> [Your instructions]: Reproduce the listing verbatim through the line with "does not exist".
= Beginning of Section =
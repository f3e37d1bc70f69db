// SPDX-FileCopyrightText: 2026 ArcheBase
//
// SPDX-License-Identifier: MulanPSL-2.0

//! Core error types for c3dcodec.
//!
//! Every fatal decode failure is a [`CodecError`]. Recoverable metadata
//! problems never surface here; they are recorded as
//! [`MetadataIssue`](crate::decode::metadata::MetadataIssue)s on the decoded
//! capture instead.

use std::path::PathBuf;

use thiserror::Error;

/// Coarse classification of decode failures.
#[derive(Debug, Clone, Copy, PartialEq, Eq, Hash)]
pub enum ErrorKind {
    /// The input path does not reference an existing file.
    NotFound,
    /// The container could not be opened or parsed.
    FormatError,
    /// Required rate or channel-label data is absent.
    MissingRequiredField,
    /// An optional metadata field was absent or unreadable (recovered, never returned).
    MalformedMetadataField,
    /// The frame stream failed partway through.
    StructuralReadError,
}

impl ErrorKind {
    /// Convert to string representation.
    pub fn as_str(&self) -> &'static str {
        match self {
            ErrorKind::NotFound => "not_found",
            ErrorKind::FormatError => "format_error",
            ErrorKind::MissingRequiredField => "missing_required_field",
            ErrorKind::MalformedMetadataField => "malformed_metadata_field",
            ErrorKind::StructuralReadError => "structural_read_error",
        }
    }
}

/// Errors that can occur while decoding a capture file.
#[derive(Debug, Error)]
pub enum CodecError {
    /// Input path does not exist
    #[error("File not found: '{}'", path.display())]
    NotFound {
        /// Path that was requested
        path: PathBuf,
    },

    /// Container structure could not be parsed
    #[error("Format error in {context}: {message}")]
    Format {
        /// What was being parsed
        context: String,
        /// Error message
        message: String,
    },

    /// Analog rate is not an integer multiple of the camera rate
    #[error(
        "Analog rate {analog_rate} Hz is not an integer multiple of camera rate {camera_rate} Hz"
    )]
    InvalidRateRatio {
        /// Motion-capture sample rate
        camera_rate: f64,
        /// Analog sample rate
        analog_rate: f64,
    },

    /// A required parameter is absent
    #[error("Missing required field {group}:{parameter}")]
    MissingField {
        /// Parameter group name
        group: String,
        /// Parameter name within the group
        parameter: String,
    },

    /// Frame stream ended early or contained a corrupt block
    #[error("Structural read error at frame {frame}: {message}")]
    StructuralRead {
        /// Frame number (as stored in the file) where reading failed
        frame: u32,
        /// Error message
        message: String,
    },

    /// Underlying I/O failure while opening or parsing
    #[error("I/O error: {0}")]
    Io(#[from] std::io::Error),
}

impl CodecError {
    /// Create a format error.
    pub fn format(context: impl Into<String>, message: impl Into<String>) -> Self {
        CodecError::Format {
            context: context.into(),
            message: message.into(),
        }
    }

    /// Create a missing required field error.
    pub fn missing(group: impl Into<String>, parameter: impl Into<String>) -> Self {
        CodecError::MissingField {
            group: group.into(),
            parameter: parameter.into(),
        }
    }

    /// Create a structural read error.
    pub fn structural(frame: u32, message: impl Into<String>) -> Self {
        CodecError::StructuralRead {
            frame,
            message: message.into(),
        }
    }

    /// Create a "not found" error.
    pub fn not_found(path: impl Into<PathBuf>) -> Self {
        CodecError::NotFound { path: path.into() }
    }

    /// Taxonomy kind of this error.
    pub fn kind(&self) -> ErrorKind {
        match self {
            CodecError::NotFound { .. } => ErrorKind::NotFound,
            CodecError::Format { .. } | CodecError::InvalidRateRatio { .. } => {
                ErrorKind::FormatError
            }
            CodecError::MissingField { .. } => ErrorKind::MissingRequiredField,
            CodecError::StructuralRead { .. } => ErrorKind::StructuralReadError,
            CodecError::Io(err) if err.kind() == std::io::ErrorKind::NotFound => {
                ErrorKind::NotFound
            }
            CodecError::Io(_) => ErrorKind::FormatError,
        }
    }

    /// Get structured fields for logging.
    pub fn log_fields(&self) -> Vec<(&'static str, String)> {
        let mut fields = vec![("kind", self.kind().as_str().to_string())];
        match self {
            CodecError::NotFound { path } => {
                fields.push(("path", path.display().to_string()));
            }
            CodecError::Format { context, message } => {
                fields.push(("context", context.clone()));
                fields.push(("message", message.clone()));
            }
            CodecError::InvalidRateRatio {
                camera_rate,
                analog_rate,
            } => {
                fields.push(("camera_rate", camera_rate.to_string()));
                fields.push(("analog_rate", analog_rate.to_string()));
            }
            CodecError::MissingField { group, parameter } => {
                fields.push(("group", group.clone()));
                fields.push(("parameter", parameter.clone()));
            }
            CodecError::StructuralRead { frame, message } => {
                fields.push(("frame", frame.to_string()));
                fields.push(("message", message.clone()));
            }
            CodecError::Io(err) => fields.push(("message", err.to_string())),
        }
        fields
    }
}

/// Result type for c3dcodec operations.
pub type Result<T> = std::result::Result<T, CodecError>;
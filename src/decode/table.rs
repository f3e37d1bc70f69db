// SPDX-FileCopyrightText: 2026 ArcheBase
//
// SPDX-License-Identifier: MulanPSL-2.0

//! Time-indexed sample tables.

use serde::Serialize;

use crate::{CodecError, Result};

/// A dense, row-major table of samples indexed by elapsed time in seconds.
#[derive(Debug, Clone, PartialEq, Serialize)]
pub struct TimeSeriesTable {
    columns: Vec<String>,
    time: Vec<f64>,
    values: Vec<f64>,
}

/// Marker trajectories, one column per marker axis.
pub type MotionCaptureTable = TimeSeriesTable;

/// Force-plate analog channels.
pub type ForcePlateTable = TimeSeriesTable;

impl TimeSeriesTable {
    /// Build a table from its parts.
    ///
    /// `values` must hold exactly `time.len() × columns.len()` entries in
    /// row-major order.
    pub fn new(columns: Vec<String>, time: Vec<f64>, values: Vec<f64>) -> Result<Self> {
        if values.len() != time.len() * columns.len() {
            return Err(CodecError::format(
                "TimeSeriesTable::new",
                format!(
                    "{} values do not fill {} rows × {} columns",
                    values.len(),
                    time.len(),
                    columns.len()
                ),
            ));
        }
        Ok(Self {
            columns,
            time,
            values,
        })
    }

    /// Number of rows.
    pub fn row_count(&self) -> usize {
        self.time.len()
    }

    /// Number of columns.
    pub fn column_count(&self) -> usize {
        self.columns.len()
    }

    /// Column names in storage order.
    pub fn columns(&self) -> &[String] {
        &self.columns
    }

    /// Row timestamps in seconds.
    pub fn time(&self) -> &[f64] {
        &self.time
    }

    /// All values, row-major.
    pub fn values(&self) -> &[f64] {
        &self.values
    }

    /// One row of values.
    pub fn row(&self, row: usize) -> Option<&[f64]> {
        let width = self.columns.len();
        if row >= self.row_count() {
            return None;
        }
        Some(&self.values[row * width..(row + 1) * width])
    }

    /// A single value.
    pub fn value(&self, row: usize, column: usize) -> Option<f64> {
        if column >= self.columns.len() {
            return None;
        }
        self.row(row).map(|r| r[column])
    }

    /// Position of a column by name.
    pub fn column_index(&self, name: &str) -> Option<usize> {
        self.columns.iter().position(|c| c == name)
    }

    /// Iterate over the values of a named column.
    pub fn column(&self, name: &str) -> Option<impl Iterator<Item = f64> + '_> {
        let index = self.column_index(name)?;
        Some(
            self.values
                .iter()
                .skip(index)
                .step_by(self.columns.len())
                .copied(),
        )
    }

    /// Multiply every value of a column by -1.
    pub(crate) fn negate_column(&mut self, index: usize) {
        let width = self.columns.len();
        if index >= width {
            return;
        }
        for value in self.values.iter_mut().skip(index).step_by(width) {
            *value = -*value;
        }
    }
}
= End of Section =
> [Result of this task]:
repository f3e37d1bc70f69db
// SPDX-FileCopyrightText: 2026 ArcheBase
//
// SPDX-License-Identifier: MulanPSL-2.0

//! Core error types for c3dcodec.
//!
//! Every fatal decode failure is a [`CodecError`]. Recoverable metadata
//! problems never surface here; they are recorded as
//! [`MetadataIssue`](crate::decode::metadata::MetadataIssue)s on the decoded
//! capture instead.

use std::path::PathBuf;

use thiserror::Error;

/// Coarse classification of decode failures.
#[derive(Debug, Clone, Copy, PartialEq, Eq, Hash)]
pub enum ErrorKind {
    /// The input path does not reference an existing file.
    NotFound,
    /// The container could not be opened or parsed.
    FormatError,
    /// Required rate or channel-label data is absent.
    MissingRequiredField,
    /// An optional metadata field was absent or unreadable (recovered, never returned).
    MalformedMetadataField,
    /// The frame stream failed partway through.
    StructuralReadError,
}

impl ErrorKind {
    /// Convert to string representation.
    pub fn as_str(&self) -> &'static str {
        match self {
            ErrorKind::NotFound => "not_found",
            ErrorKind::FormatError => "format_error",
            ErrorKind::MissingRequiredField => "missing_required_field",
            ErrorKind::MalformedMetadataField => "malformed_metadata_field",
            ErrorKind::StructuralReadError => "structural_read_error",
        }
    }
}

/// Errors that can occur while decoding a capture file.
#[derive(Debug, Error)]
pub enum CodecError {
    /// Input path does not exist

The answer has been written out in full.